_PROBLEM STATEMENT_
Only the number is needed: how many lines of the entries below contain the word "FileRef".
+++ EXTRACTED DATA
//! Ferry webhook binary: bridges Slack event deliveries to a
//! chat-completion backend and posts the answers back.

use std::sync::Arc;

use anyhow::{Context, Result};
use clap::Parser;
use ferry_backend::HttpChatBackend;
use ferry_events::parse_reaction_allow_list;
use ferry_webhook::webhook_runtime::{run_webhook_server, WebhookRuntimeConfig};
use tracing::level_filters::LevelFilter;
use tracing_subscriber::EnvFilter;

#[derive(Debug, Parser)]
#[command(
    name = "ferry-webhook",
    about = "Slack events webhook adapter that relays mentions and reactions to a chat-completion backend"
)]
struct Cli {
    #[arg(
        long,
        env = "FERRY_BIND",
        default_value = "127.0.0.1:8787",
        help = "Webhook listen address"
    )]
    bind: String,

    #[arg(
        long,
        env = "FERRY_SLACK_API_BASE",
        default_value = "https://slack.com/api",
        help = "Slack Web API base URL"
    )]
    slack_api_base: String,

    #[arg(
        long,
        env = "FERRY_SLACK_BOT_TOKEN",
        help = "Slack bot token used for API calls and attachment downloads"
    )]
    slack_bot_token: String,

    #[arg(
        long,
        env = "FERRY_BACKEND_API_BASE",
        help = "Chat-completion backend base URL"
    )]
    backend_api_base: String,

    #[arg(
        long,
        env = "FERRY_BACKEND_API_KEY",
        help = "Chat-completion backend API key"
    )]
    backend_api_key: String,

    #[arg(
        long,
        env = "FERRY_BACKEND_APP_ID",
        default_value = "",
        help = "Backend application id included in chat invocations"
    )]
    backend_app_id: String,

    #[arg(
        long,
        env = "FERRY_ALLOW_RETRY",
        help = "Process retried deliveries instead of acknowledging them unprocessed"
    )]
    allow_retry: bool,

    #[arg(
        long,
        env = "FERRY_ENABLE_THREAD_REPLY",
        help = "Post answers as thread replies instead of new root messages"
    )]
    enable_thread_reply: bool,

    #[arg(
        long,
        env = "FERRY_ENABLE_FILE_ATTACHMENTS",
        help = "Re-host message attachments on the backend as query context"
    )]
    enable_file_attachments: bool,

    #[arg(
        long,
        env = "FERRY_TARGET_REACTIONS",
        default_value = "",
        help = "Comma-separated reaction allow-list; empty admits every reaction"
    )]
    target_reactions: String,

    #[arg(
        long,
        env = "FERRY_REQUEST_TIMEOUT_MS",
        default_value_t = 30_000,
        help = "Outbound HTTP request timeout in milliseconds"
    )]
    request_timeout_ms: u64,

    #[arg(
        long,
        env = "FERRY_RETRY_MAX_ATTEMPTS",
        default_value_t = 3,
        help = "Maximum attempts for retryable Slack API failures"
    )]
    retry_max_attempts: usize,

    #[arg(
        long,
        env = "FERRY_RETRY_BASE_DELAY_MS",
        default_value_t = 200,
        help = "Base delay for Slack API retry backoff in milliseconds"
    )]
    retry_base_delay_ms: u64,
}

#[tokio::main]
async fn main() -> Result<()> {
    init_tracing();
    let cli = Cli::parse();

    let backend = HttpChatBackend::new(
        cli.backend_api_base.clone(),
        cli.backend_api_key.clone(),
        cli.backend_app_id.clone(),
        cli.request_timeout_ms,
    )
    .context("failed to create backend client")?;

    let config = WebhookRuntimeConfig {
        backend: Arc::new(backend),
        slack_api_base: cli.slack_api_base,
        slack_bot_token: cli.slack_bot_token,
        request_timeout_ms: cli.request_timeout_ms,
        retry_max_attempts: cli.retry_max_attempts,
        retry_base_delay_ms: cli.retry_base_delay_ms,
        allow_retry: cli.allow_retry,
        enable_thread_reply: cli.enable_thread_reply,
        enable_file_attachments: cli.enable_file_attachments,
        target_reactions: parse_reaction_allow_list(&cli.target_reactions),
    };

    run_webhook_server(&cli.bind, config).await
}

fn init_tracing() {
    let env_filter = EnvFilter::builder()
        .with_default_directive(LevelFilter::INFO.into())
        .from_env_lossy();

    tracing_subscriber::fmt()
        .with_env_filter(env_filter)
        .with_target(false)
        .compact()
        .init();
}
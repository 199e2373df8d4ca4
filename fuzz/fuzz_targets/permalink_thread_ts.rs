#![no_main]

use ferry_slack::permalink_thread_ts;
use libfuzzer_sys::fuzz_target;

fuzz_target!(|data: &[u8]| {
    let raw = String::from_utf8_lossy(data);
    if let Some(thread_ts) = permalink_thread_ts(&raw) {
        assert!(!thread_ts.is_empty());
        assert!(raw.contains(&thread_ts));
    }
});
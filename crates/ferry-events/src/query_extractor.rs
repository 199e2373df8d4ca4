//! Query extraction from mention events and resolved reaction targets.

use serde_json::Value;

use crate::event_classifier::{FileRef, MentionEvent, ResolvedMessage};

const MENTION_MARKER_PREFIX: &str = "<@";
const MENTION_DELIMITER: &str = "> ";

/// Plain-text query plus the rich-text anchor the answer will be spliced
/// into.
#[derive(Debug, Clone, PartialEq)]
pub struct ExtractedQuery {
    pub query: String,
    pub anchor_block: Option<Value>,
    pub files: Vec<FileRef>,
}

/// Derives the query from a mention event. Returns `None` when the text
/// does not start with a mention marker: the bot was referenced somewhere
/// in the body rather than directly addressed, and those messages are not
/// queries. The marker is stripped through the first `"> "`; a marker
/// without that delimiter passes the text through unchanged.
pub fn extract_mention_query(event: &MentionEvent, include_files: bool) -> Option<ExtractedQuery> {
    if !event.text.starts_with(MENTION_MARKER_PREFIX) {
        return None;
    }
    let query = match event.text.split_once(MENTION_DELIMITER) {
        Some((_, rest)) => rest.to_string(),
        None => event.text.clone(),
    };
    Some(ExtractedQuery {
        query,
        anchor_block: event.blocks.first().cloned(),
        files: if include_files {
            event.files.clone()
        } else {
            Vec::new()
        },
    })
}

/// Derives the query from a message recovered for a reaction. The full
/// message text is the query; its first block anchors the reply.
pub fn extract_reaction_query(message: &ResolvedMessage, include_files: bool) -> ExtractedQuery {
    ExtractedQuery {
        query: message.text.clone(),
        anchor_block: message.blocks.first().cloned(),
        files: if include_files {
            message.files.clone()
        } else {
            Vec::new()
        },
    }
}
++++++
+++ EXTRACTED DATA
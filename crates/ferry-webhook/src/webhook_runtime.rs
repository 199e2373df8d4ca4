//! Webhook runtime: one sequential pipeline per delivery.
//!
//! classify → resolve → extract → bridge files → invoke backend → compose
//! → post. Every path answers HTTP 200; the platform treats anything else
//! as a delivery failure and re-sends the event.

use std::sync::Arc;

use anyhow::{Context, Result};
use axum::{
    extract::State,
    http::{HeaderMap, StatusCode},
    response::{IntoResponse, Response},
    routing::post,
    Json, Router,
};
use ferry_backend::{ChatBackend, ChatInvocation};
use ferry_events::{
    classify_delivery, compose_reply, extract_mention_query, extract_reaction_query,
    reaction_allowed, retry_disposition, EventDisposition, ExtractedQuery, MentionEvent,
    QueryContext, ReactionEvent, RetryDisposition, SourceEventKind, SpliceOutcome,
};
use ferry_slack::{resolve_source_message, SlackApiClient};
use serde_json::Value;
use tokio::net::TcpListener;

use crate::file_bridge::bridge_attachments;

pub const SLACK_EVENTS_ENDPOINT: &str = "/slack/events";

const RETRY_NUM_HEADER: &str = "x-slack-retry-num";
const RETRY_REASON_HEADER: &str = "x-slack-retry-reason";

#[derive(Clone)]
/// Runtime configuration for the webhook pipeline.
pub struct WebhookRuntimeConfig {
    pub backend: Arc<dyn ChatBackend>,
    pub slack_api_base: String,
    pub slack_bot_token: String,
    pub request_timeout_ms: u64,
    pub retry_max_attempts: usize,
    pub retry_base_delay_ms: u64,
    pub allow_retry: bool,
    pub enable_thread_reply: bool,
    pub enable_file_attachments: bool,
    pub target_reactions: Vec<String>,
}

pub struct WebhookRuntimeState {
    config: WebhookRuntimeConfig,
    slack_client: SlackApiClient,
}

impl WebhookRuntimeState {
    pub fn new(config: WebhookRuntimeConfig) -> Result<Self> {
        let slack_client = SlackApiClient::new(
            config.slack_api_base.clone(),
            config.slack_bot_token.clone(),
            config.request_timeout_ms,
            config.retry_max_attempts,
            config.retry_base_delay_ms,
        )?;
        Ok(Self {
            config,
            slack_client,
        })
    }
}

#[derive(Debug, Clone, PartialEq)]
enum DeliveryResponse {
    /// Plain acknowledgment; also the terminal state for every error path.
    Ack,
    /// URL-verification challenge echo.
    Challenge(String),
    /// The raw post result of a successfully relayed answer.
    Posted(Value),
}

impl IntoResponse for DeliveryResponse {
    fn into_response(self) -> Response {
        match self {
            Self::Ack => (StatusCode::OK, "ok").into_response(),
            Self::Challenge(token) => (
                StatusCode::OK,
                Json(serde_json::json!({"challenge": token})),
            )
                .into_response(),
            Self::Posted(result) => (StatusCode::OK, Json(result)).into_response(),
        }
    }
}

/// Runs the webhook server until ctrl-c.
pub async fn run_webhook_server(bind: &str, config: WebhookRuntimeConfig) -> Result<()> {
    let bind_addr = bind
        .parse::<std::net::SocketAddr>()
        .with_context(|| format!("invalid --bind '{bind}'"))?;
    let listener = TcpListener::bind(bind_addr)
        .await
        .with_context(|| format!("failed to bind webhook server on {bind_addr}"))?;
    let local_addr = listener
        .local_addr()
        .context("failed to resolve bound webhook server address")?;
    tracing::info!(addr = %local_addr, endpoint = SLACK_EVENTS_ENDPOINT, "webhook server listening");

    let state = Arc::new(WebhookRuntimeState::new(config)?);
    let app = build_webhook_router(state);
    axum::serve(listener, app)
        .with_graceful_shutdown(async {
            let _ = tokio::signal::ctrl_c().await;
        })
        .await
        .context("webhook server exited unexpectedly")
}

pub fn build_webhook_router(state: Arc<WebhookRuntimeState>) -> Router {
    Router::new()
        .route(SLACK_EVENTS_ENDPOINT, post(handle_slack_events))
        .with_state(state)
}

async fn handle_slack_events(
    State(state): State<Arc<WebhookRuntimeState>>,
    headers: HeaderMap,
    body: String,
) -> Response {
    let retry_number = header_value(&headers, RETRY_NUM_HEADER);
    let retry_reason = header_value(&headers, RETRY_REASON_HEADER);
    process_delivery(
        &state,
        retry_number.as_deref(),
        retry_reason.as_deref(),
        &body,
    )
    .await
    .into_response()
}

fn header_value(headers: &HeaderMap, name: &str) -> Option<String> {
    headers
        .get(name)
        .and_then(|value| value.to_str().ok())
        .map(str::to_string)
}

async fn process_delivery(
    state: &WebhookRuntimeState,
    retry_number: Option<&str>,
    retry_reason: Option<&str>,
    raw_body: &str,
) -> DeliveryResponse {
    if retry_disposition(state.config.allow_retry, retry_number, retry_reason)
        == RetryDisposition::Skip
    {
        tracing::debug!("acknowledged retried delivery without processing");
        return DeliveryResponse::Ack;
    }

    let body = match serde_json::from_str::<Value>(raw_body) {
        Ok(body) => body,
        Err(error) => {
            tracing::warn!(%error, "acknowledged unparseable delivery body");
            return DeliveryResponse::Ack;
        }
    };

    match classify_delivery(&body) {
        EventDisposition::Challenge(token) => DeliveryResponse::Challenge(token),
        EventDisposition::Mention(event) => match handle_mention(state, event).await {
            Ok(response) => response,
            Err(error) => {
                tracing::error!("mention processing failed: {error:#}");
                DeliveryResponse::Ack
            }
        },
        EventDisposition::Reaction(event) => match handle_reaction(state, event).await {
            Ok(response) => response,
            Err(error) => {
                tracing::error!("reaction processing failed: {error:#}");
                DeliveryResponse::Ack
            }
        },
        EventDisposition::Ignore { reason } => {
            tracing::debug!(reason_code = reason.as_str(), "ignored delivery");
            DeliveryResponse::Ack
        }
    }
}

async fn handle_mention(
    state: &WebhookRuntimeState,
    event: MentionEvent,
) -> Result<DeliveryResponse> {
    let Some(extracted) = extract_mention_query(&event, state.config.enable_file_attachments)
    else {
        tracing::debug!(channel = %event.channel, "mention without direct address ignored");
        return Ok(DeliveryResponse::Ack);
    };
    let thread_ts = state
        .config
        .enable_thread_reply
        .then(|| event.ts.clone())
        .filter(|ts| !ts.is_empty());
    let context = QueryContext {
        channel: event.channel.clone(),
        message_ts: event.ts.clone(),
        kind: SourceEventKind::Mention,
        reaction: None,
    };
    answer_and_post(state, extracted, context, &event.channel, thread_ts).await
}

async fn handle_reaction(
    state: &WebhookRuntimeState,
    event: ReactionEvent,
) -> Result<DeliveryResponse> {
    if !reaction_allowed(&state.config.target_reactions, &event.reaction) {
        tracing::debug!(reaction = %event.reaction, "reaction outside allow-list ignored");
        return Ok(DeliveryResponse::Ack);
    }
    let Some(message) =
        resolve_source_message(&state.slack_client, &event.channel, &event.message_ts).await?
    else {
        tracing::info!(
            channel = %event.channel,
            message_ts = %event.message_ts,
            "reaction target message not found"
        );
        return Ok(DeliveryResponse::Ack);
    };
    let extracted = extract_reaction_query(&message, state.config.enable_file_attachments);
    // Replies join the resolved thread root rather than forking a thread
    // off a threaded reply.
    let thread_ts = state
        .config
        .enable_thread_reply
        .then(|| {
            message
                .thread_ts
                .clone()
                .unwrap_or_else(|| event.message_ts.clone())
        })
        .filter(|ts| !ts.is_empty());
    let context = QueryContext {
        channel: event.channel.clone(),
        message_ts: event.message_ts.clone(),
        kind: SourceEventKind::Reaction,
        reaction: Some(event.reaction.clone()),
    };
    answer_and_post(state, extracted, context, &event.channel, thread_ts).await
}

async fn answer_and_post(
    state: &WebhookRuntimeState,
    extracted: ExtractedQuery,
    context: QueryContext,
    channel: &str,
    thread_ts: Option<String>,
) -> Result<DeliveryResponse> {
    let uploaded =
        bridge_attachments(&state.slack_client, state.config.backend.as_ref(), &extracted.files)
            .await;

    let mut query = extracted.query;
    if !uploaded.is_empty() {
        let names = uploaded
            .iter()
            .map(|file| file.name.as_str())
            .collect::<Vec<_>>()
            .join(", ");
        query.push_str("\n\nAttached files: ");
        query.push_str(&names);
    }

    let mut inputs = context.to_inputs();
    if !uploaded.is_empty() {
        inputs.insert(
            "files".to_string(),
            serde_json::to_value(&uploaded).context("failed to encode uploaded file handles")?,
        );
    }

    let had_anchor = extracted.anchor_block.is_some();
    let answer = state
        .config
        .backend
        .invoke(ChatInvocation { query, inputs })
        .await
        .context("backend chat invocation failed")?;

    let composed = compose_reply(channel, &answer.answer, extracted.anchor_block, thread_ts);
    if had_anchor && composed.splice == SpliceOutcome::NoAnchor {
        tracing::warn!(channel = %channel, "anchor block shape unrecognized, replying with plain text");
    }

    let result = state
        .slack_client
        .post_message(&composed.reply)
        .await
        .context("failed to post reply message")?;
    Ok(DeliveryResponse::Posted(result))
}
++++++
+++ EXTRACTED DATA
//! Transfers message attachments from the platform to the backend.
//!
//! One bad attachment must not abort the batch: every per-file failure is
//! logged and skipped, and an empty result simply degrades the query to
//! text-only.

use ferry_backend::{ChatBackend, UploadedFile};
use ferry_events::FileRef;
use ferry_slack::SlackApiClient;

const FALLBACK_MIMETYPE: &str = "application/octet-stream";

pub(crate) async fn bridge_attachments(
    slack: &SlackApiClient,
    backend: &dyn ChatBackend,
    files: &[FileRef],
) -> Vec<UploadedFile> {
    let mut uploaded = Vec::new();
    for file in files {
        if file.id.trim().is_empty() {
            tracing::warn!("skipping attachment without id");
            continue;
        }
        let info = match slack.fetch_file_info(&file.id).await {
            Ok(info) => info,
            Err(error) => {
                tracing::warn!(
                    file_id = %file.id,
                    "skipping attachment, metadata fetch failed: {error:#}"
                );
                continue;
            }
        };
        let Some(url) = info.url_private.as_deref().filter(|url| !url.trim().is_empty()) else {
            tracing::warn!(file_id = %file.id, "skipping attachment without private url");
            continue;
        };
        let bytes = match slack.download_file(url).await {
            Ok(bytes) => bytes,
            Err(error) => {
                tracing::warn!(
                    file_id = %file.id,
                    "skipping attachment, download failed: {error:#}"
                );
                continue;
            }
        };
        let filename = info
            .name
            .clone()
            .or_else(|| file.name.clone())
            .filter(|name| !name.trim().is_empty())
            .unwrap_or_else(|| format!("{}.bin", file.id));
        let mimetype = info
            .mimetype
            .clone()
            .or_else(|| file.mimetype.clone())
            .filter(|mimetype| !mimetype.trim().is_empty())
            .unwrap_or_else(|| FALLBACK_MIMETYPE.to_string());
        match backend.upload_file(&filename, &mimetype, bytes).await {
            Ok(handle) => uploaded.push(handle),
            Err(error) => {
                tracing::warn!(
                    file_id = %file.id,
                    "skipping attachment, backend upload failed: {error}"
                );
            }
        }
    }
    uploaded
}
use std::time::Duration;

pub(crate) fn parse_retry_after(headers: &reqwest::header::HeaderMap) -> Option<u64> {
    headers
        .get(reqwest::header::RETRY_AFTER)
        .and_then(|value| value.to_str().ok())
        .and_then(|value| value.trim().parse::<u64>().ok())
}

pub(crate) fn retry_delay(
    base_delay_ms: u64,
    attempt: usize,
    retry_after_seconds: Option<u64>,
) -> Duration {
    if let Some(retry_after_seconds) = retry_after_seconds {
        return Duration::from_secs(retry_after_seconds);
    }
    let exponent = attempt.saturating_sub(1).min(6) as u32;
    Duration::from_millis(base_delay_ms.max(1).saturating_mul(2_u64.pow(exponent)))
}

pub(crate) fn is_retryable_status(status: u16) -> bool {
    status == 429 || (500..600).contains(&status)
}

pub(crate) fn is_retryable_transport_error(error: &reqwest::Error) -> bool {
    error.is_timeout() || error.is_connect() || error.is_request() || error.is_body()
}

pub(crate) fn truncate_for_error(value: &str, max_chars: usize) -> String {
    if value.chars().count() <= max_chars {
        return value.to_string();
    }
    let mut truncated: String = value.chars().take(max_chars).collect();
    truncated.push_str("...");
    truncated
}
++++++
_ANSWER SPACE_
4